*** Information given ***

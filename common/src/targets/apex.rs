//! Apex domain grouping.
//!
//! Each registrable domain (approximated by its last two labels) gets its own
//! output directory and its own pipeline run.

use std::collections::BTreeMap;
use std::net::IpAddr;

use url::Url;

pub const UNKNOWN_GROUP: &str = "unknown";

/// Partitions `targets` by apex key, keeping first-seen order in each group.
///
/// Keys come back in ascending order, which is the order groups are run in.
pub fn group_by_apex<I, S>(targets: I) -> BTreeMap<String, Vec<String>>
where
    I: IntoIterator<Item = S>,
    S: Into<String>,
{
    let mut groups: BTreeMap<String, Vec<String>> = BTreeMap::new();
    for target in targets {
        let target: String = target.into();
        let apex: String = apex_domain(&extract_host(&target));
        groups.entry(apex).or_default().push(target);
    }
    groups
}

/// Pulls the lowercase host out of a URL, a `host:port` pair or a bare host.
pub fn extract_host(target: &str) -> String {
    let s: &str = target.trim();
    if s.is_empty() {
        return String::new();
    }

    if s.contains("://")
        && let Ok(url) = Url::parse(s)
        && let Some(host) = url.host_str()
        && !host.is_empty()
    {
        return unbracket(host).to_lowercase();
    }

    if let Some((host, _port)) = split_host_port(s) {
        return host.to_lowercase();
    }

    s.to_lowercase()
}

/// Group key for a host: the literal IP, the last two labels, or `unknown`.
pub fn apex_domain(host: &str) -> String {
    let host: &str = host.trim().trim_matches('.');
    if host.is_empty() {
        return UNKNOWN_GROUP.to_string();
    }

    if let Ok(ip) = unbracket(host).parse::<IpAddr>() {
        return ip.to_string();
    }

    let labels: Vec<&str> = host.split('.').collect();
    match labels.as_slice() {
        [.., second_last, last] => format!("{second_last}.{last}"),
        _ => host.to_string(),
    }
}

/// Folds a group key (or stage name) into a directory-safe token.
///
/// Lowercase ASCII letters and digits survive, everything else becomes `_`,
/// surrounding `_` are trimmed and an empty result maps to `unknown`.
pub fn sanitize_dir_name(name: &str) -> String {
    let folded: String = name
        .trim()
        .to_lowercase()
        .chars()
        .map(|c| match c {
            'a'..='z' | '0'..='9' => c,
            _ => '_',
        })
        .collect();

    let trimmed: &str = folded.trim_matches('_');
    if trimmed.is_empty() {
        UNKNOWN_GROUP.to_string()
    } else {
        trimmed.to_string()
    }
}

/// Splits `host:port` or `[v6]:port`. Anything else (including bare IPv6
/// literals with several colons) is not a host/port pair.
fn split_host_port(s: &str) -> Option<(&str, &str)> {
    if let Some(rest) = s.strip_prefix('[') {
        let (host, tail) = rest.split_once(']')?;
        let port: &str = tail.strip_prefix(':')?;
        return Some((host, port));
    }

    let (host, port) = s.split_once(':')?;
    if port.contains(':') {
        return None;
    }
    Some((host, port))
}

fn unbracket(host: &str) -> &str {
    host.strip_prefix('[')
        .and_then(|h| h.strip_suffix(']'))
        .unwrap_or(host)
}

*** End of Information given ***

## Your assignment
Write down all the entries again without a single difference.

## Task result
filename common/src/targets/apex.rs
//! Apex domain grouping.
//!
//! Each registrable domain (approximated by its last two labels) gets its own
//! output directory and its own pipeline run.

use std::collections::BTreeMap;
use std::net::IpAddr;

use url::Url;

pub const UNKNOWN_GROUP: &str = "unknown";

/// Partitions `targets` by apex key, keeping first-seen order in each group.
///
/// Keys come back in ascending order, which is the order groups are run in.
pub fn group_by_apex<I, S>(targets: I) -> BTreeMap<String, Vec<String>>
where
    I: IntoIterator<Item = S>,
    S: Into<String>,
{
    let mut groups: BTreeMap<String, Vec<String>> = BTreeMap::new();
    for target in targets {
        let target: String = target.into();
        let apex: String = apex_domain(&extract_host(&target));
        groups.entry(apex).or_default().push(target);
    }
    groups
}

/// Pulls the lowercase host out of a URL, a `host:port` pair or a bare host.
pub fn extract_host(target: &str) -> String {
    let s: &str = target.trim();
    if s.is_empty() {
        return String::new();
    }

    if s.contains("://")
        && let Ok(url) = Url::parse(s)
        && let Some(host) = url.host_str()
        && !host.is_empty()
    {
        return unbracket(host).to_lowercase();
    }

    if let Some((host, _port)) = split_host_port(s) {
        return host.to_lowercase();
    }

    s.to_lowercase()
}

/// Group key for a host: the literal IP, the last two labels, or `unknown`.
pub fn apex_domain(host: &str) -> String {
    let host: &str = host.trim().trim_matches('.');
    if host.is_empty() {
        return UNKNOWN_GROUP.to_string();
    }

    if let Ok(ip) = unbracket(host).parse::<IpAddr>() {
        return ip.to_string();
    }

    let labels: Vec<&str> = host.split('.').collect();
    match labels.as_slice() {
        [.., second_last, last] => format!("{second_last}.{last}"),
        _ => host.to_string(),
    }
}

/// Folds a group key (or stage name) into a directory-safe token.
///
/// Lowercase ASCII letters and digits survive, everything else becomes `_`,
/// surrounding `_` are trimmed and an empty result maps to `unknown`.
pub fn sanitize_dir_name(name: &str) -> String {
    let folded: String = name
        .trim()
        .to_lowercase()
        .chars()
        .map(|c| match c {
            'a'..='z' | '0'..='9' => c,
            _ => '_',
        })
        .collect();

    let trimmed: &str = folded.trim_matches('_');
    if trimmed.is_empty() {
        UNKNOWN_GROUP.to_string()
    } else {
        trimmed.to_string()
    }
}

/// Splits `host:port` or `[v6]:port`. Anything else (including bare IPv6
/// literals with several colons) is not a host/port pair.
fn split_host_port(s: &str) -> Option<(&str, &str)> {
    if let Some(rest) = s.strip_prefix('[') {
        let (host, tail) = rest.split_once(']')?;
        let port: &str = tail.strip_prefix(':')?;
        return Some((host, port));
    }

    let (host, port) = s.split_once(':')?;
    if port.contains(':') {
        return None;
    }
    Some((host, port))
}

fn unbracket(host: &str) -> &str {
    host.strip_prefix('[')
        .and_then(|h| h.strip_suffix(']'))
        .unwrap_or(host)
}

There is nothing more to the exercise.